O atleta diz ter os pés assentes na terra quando o apontam como futuro nome olímpico e defende que ainda é preciso muito trabalho para alcançar medalhas. “O Pimenta é bastante dotado, diferente de todos os outros. Na distância dele não dá hipótese a qualquer um. Fiquei em segundo, atrás dele, no campeonato nacional de pista em velocidade porque consegui ser mais forte que os outros que vinham atrás de nós”, confessa.
Fábio defende que os Jogos Olímpicos, apesar de todo o entusiasmo que suscitam, não são o expoente máximo do desporto. “Um campeão do mundo de surf ski ou maratona [variantes da canoagem] não é inferior a um campeão olímpico. O que torna os jogos especiais é só acontecerem de quatro em quatro anos. Porque nem sequer é a prova mais competitiva que existe, pois estão apenas os pré-seleccionados. Vejo um campeonato do mundo tão bem cotado como uns olímpicos”, opina.
Há alguns anos foi desafiado pelo Sporting Clube de Portugal para integrar a sua equipa de canoagem mas não aceitou. “As regalias que me davam não eram maiores que as do ASC e aqui tenho uma dívida de gratidão para com eles”, confessa.
Fábio quer continuar a estudar para tirar uma licenciatura em desporto. Não é pessoa de noitadas e diz que prefere ficar em casa a descansar do que andar em bares. E diz que nunca perdeu amigos por causa disso. Conseguir manter disciplina na comida é que é o mais difícil.
“A canoagem é das modalidades que mais resultados tem trazido para Portugal nos últimos anos e merecia ser mais destacada e apoiada.

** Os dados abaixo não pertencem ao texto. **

use std::sync::Arc;

use crate::page::{Page, PageInfo, PageRequest};
use crate::result::PageResult;

/// Pagination over an ordered, immutable dataset.
///
/// The paginator holds a shared reference to its dataset and performs a
/// pure computation per call: no state is carried between requests, and
/// clones share the same records, so concurrent readers need no locking.
pub struct Paginator<T> {
    dataset: Arc<Vec<T>>,
}

impl<T> Clone for Paginator<T> {
    fn clone(&self) -> Self {
        Self {
            dataset: self.dataset.clone(),
        }
    }
}

impl<T> Paginator<T> {
    /// Create a paginator owning its dataset.
    pub fn new(dataset: Vec<T>) -> Self {
        Self {
            dataset: Arc::new(dataset),
        }
    }

    /// Create a paginator over an already-shared dataset, such as one
    /// handed out by [`crate::CsvLoader`].
    pub fn from_shared(dataset: Arc<Vec<T>>) -> Self {
        Self { dataset }
    }

    pub fn len(&self) -> usize {
        self.dataset.len()
    }

    pub fn is_empty(&self) -> bool {
        self.dataset.is_empty()
    }

    /// Return the records for a 1-based page.
    ///
    /// # Arguments
    ///
    /// * `page` - 1-based page number; must be positive.
    /// * `page_size` - Maximum records per page; must be positive.
    ///
    /// # Returns
    ///
    /// The contiguous slice for that page, in original order. A page past
    /// the end of the dataset yields an empty slice, not an error; the
    /// final partial page yields fewer than `page_size` records. Only a
    /// zero `page` or `page_size` fails.
    pub fn get_page(&self, page: usize, page_size: usize) -> PageResult<&[T]> {
        Ok(self.slice(&PageRequest::new(page, page_size)?))
    }

    /// Return a page with paging metadata for an already-validated
    /// request. This path cannot fail.
    pub fn page(&self, request: &PageRequest) -> Page<'_, T> {
        Page {
            records: self.slice(request),
            info: PageInfo::new(request, self.dataset.len()),
        }
    }

    fn slice(&self, request: &PageRequest) -> &[T] {
        let range = request.index_range();

        // A start offset at or past the end is the defined empty outcome.
        if range.start >= self.dataset.len() {
            return &[];
        }

        &self.dataset[range.clip(self.dataset.len())]
    }
}
use std::path::{Path, PathBuf};
use std::sync::Arc;

use once_cell::sync::OnceCell;

use crate::record::Record;
use crate::result::PageResult;

/// Loads a CSV dataset from disk exactly once.
///
/// The first call to [`CsvLoader::load`] opens the file, discards the
/// header row, parses the remaining rows and caches them; every call
/// after that returns the cached dataset. The loader is constructed by
/// the caller and handed to whoever needs the data, so there is no
/// process-wide state, and the published dataset is immutable and safe
/// to read from any number of threads.
pub struct CsvLoader {
    path: PathBuf,
    cache: OnceCell<Arc<Vec<Record>>>,
}

impl CsvLoader {
    /// Create a loader for the given file. Nothing is read until the
    /// first [`CsvLoader::load`].
    pub fn new(path: impl AsRef<Path>) -> Self {
        Self {
            path: path.as_ref().to_owned(),
            cache: OnceCell::new(),
        }
    }

    pub fn path(&self) -> &Path {
        &self.path
    }

    /// Return the dataset, reading and parsing the file on the first
    /// call only. Idempotent: concurrent callers race to fill the cache
    /// at most once and all observe the same dataset afterwards.
    pub fn load(&self) -> PageResult<Arc<Vec<Record>>> {
        self.cache.get_or_try_init(|| self.read()).cloned()
    }

    fn read(&self) -> PageResult<Arc<Vec<Record>>> {
        // The reader treats the first row as a header and skips it.
        let mut reader = csv::ReaderBuilder::new()
            .flexible(true)
            .from_path(&self.path)?;

        let mut records = Vec::new();

        for row in reader.records() {
            records.push(Record::from(row?));
        }

        Ok(Arc::new(records))
    }
}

Não podemos ser o parente pobre dos olímpicos portugueses, ainda que sejamos sempre muito bons a fazer muito com pouco”, conclui.
O Tejo mata e exige respeito
Há gente que não gosta do rio Tejo, diz o atleta, por este ter ceifado inúmeras vidas nos últimos anos. Ele próprio cresceu a ouvir os avós contarem-lhe que o lodo sugava pessoas e que se assemelhava a areias movediças. “Hoje sabemos que isso não é verdade. Mas é preciso saber andar no rio, as margens são traiçoeiras. Muita gente tem uma má ideia do Tejo. É perigoso, mas para quem anda aqui desde os oito anos é como se fosse uma piscina”, conta.
Fábio Cameira diz que o Tejo mata e exige respeito, até para quem está habituado. Quando todas as normas são cumpridas não há motivo para alarme ou medo. Mas quando se facilita os desastres acontecem. “É exactamente como o mar, podemos entrar mas temos de lhe reservar respeito”, diz.
O jovem já venceu várias medalhas municipais nos galardões de mérito desportivo e elogia a Câmara de Vila Franca de Xira dizendo que tem feito um bom trabalho na promoção do desporto e actividade física. Mas gostava de ver Alhandra mais viva, com gente nova e casas renovadas que trouxessem novos moradores para a vila. “Está muito envelhecida”, lamenta.